▶ [What you have to do]: Whenever the word "builder" appears in a line of the data below, copy that line.

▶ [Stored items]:

--- START ---

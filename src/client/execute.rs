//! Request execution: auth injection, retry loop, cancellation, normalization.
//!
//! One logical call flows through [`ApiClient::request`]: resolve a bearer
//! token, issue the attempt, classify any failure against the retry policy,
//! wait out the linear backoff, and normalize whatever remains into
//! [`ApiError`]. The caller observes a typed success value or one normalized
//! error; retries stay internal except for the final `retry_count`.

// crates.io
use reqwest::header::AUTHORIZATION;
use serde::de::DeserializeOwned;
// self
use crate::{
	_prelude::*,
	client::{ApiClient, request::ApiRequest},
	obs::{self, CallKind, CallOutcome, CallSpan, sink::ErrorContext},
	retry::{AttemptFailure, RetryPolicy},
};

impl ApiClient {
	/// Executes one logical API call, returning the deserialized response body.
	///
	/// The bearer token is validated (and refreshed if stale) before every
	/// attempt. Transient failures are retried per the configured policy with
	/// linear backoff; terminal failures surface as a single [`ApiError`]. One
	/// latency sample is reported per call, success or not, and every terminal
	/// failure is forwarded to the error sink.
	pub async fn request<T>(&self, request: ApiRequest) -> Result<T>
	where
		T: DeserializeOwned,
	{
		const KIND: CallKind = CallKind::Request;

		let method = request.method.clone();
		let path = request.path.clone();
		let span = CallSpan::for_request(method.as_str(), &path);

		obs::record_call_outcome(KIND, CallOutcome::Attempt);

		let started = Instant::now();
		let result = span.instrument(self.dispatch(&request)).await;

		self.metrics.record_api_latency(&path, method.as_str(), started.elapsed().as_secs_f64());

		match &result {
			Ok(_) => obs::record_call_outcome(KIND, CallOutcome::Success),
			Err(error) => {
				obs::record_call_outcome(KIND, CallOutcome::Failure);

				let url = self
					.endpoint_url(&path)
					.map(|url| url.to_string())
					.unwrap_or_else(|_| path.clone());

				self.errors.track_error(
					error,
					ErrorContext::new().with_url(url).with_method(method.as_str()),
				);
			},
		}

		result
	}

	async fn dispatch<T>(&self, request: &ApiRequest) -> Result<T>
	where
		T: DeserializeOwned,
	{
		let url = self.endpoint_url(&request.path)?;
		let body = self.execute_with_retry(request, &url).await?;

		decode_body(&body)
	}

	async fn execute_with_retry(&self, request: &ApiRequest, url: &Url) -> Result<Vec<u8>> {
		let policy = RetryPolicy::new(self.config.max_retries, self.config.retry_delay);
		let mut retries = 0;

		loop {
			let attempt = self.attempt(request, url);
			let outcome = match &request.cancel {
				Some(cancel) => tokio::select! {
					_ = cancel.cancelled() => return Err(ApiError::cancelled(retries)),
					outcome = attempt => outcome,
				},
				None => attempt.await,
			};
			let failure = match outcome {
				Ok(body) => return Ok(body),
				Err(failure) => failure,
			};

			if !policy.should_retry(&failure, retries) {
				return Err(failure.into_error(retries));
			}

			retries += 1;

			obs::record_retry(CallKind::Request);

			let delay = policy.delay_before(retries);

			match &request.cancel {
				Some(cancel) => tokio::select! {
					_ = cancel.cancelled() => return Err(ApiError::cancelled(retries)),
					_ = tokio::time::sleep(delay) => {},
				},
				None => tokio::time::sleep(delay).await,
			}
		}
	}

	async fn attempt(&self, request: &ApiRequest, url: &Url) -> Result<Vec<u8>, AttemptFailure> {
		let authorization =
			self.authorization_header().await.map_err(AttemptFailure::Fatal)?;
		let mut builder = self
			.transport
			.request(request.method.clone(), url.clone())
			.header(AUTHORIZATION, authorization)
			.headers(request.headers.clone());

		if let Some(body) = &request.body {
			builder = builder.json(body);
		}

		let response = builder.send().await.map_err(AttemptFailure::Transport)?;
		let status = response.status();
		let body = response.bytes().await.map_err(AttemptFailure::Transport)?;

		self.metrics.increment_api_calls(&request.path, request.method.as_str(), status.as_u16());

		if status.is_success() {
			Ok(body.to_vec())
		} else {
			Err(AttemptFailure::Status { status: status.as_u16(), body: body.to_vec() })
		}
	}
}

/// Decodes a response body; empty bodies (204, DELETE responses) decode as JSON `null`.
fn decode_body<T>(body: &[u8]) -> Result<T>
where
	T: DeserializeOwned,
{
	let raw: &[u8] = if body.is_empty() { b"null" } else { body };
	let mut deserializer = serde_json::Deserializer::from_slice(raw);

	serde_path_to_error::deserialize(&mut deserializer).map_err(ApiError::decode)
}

--- END ---

▶ [Response to this task]:
		let mut builder = self
			builder = builder.json(body);
		let response = builder.send().await.map_err(AttemptFailure::Transport)?;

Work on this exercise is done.